## WHAT IS BEING ASKED
From the material beneath, pull every line with the word "Clone".

## EXERCISE INPUTS
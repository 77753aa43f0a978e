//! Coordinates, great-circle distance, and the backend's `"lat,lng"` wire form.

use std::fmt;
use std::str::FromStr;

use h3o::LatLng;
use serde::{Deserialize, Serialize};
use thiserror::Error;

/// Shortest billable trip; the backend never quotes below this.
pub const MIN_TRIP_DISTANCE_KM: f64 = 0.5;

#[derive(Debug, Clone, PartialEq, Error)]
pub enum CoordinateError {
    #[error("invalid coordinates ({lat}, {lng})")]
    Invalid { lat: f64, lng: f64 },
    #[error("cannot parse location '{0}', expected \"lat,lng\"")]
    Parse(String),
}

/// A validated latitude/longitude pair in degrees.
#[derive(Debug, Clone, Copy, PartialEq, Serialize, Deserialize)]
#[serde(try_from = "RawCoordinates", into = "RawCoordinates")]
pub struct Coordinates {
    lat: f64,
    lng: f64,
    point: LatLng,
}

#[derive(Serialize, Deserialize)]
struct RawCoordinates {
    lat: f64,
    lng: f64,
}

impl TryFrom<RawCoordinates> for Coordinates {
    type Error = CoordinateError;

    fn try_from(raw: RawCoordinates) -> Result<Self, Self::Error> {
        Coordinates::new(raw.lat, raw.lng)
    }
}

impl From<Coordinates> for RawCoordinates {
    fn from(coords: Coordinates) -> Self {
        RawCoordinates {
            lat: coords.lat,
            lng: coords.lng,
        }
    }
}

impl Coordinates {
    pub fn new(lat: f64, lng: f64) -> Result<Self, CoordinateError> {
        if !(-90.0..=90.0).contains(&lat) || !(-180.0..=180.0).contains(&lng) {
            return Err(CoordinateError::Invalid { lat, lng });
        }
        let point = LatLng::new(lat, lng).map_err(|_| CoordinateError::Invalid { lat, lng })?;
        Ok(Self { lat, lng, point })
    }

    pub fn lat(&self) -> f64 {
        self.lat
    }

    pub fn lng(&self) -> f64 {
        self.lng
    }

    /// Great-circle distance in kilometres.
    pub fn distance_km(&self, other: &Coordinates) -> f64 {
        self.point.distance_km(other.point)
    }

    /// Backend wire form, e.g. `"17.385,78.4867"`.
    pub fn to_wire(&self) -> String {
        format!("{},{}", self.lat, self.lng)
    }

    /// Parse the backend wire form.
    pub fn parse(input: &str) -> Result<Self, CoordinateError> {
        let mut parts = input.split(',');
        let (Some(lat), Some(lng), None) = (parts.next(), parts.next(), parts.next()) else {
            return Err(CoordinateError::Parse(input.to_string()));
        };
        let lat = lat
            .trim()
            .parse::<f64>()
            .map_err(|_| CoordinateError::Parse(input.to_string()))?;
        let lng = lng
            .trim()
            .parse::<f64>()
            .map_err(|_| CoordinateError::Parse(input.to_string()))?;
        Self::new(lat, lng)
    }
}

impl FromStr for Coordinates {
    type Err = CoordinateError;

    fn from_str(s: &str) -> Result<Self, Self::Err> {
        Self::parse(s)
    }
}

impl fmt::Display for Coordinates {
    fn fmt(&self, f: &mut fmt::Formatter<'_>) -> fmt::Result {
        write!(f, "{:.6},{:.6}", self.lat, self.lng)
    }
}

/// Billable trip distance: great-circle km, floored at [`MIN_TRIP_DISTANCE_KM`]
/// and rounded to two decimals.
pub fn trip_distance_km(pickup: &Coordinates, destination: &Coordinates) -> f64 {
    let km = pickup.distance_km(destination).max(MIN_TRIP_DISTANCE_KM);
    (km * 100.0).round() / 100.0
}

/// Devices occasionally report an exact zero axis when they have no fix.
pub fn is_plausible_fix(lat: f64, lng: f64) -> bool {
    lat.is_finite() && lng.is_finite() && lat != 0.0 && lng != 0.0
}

## WRITTEN SOLUTION
#[derive(Debug, Clone, PartialEq, Error)]
#[derive(Debug, Clone, Copy, PartialEq, Serialize, Deserialize)]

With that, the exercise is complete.